Многие российские интеллигенты в поисках социальной справедливости, из сочувствия к «униженным и оскорбленным», возмущенные произволом властей, мздоимством и корыстолюбием «столпов системы», шли в революцию (многие и уходили «обратно», вскоре разочаровавшись в методах борьбы за светлое будущее и не будучи уверены в достижимости поставленных целей). Многие лишь сочувствовали преследуемым, гонимым, каковыми, естественно, и были революционеры в государстве Российском, ибо к подрыву государства призывали, против него боролись. И все-таки, сколь бы ни было модно среди российской интеллигенции XIX в. фрондировать, «дразнить» власть, быть в оппозиции к царизму, большинство не принимали и не оправдывали средства, используемые «нигилистами» и «радикалами» в своей борьбе. В отечественной историографии 20-80-х гг. XX в. борьба с царизмом рассматривалась как благо. Интеллигенция XIX в. террор не принимала. Причем, как И. Тургенев, Л. Толстой, М. Салтыков-Щедрин, не признавала ни «белого», ни «красного» террора. Хотя порой трудно было назвать «начало кольца»: террор царизма порождал новых мстителей-революционеров или террор революционеров порождал защиту государства Российского в форме преследования «врагов государства». В любом случае интеллигентами российскими порицался экстремизм и революционный, и государственный. Да и, могло ли быть иначе, если каторгу «давали» за «имение книги», «за недонесение», – возмущался М. Е. Салтыков-Щедрин, видевший в том своеобразный российский «трагизм». Как и в «бессмысленных убийствах и покушениях». То и другое составляло «неистовство анархии», которая «кажется, надолго воцарилась у нас».

В конце 1881 г. Салтыков-Щедрин так оценил судебные процессы «Народной воли»: «О снисхождений нет и речи. Не те времена. Война, так война. Суровое время мы переживаем» (Салтыков-Щедрин М. E., Полн. собр. соч. Т. XIX, С. 80, 86, 121, 250).

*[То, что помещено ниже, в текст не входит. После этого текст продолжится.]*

//! Comparator: the golden-file assertion itself.
//!
//! Stages run strictly in order and any failure aborts the comparison:
//!
//! | Stage | Work |
//! |-------|------|
//! | serialized | render the actual value as bytes |
//! | reference updated | (update mode only) normalize and write the golden file |
//! | reference loaded | read the golden file back, always |
//! | normalized | normalize golden bytes and actual bytes independently |
//! | compared | exact byte comparison, diff on mismatch |
//!
//! Bytes are only decoded (lossily) to render the diff of a mismatch.
//!
//! There is no locking: two comparisons writing the same golden file at the
//! same time is the caller's problem.

use std::path::Path;

use crate::config::GoldenConfig;
use crate::diff::TextDiff;
use crate::error::{GoldenError, Result};
use crate::normalizer::normalize_bytes_with;
use crate::serializer::serialize;
use crate::store;
use crate::types::{Actual, CompareOptions};

/// Compare `actual` against the golden file at `path`.
///
/// With `update` set, the golden file is first regenerated from `actual`
/// (normalized per `opts`). Relative paths resolve against the working
/// directory.
pub fn compare<'a>(
    path: impl AsRef<Path>,
    actual: impl Into<Actual<'a>>,
    opts: &CompareOptions,
    update: bool,
) -> Result<()> {
    let path = store::resolve(path)?;
    let actual = actual.into();

    let serialized = serialize(&actual, opts.serialize_as_structured)?;
    tracing::debug!(
        path = %path.display(),
        input = actual.variant_name(),
        bytes = serialized.len(),
        "serialized"
    );

    if update {
        let normalized = normalize_bytes_with(&serialized, opts)?;
        store::write(&path, &normalized)?;
        tracing::debug!(path = %path.display(), "reference updated");
    }

    let reference = store::read(&path)?;
    tracing::debug!(path = %path.display(), bytes = reference.len(), "reference loaded");

    let expected = normalize_bytes_with(&reference, opts)?;
    let actual_normalized = normalize_bytes_with(&serialized, opts)?;
    tracing::trace!(
        uuid_agnostic = opts.uuid_agnostic,
        datetime_agnostic = opts.datetime_agnostic,
        "normalized"
    );

    if expected == actual_normalized {
        tracing::debug!(path = %path.display(), "compared: match");
        return Ok(());
    }

    let (expected, actual_normalized) = diff_texts(&expected, &actual_normalized);
    let diff = TextDiff::compute(
        &expected,
        &actual_normalized,
        opts.granularity.unwrap_or_default(),
    );
    let stats = diff.stats();
    tracing::debug!(
        path = %path.display(),
        inserted = stats.inserted,
        deleted = stats.deleted,
        "compared: mismatch"
    );
    Err(GoldenError::Mismatch { path, diff })
}

/// Decode both sides for display. When lossy decoding would hide the
/// difference, both sides are shown with non-ASCII bytes escaped instead.
fn diff_texts(expected: &[u8], actual: &[u8]) -> (String, String) {
    let (lossy_expected, lossy_actual) = (
        String::from_utf8_lossy(expected),
        String::from_utf8_lossy(actual),
    );
    if lossy_expected == lossy_actual {
        return (
            expected.escape_ascii().to_string(),
            actual.escape_ascii().to_string(),
        );
    }
    (lossy_expected.into_owned(), lossy_actual.into_owned())
}

// ---------------------------------------------------------------------------
// Comparator
// ---------------------------------------------------------------------------

/// A [`compare`] bound to a loaded [`GoldenConfig`]: update mode, path root
/// and default diff granularity come from the config.
#[derive(Debug, Clone, Default)]
pub struct Comparator {
    config: GoldenConfig,
}

impl Comparator {
    pub fn new(config: GoldenConfig) -> Self {
        Self { config }
    }

    /// Load the config from the working directory and environment.
    pub fn from_env() -> Result<Self> {
        Ok(Self::new(GoldenConfig::load()?))
    }

    pub fn config(&self) -> &GoldenConfig {
        &self.config
    }

    pub fn is_updating(&self) -> bool {
        self.config.update
    }

    /// Compare against `path` resolved under the configured root.
    ///
    /// `opts.granularity` wins over the configured granularity when set.
    pub fn compare<'a>(
        &self,
        path: impl AsRef<Path>,
        actual: impl Into<Actual<'a>>,
        opts: &CompareOptions,
    ) -> Result<()> {
        let opts = CompareOptions {
            granularity: opts.granularity.or(Some(self.config.diff.granularity)),
            ..*opts
        };
        compare(self.config.resolve(path), actual, &opts, self.config.update)
    }
}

В литературных же своих произведениях Щедрин создает запоминающиеся образы чиновников-карателей, типа Удава и Дыбы из книги «За рубежом» или «надворного советника Сенички» из десятого «Письма к тетеньке» (Т. XIV. С. 431–433). Современники узнавали в Сеничке прокурора Н. В. Муравьева, составившего себе известность благодаря виселицам по делу 1 марта 1881 г., а в феврале 1882 г., когда печаталось десятое «Письмо к тетеньке», уже, говоря словами Щедрина, «щипавшего людскую корпию» на «процессе 20-ти» (см.: М. Е. Салтыков-Щедрин в воспоминаниях современников: В 2 т. М., 1975).

Г. И. Успенский лично был связан со многими революционерами (сам он считал своими друзьями А. И. Желябова, С.Л. Перовскую, Н. И. Кибальчича и др.), встречал с руководителями «Народной воли» в своей квартире новый, роковой для них 1881 г., преклонялся перед Германом Лопатиным, «просто обожал» Веру Фигнер… Именно в связи с «процессом 14-ти» и осудившим Фигнер на смерть в 1885 г., он написал свой знаменитый очерк «Выпрямила», в котором воспел три высочайшие гармонии – красоту труда, красоту искусства и красоту революционного подвига. Прототипом женщины-вдохновительницы он сам считал Фигнер (см. Успенский Г., Поли., собр. соч. Т. 10., Кн. 1., С 595).

Еще более глубоким и в конечном счете трагическим оказалось воздействие революционного движения второй половины XIX в. на творчество В. М. Гаршина. Его «Красный цветок» (1883) – своеобразный гимн «безумству храбрых», «Народной воле». Он драматически переживал процесс над участниками Казанской демонстрации (см.: Гаршин В. М. Поли. собр. соч. М.; Л., 1934. Т. 3. С. 108, 208). Неудача попытки спасти жизнь революционера Ипполита Млодецкого стоила Гаршину психического расстройства…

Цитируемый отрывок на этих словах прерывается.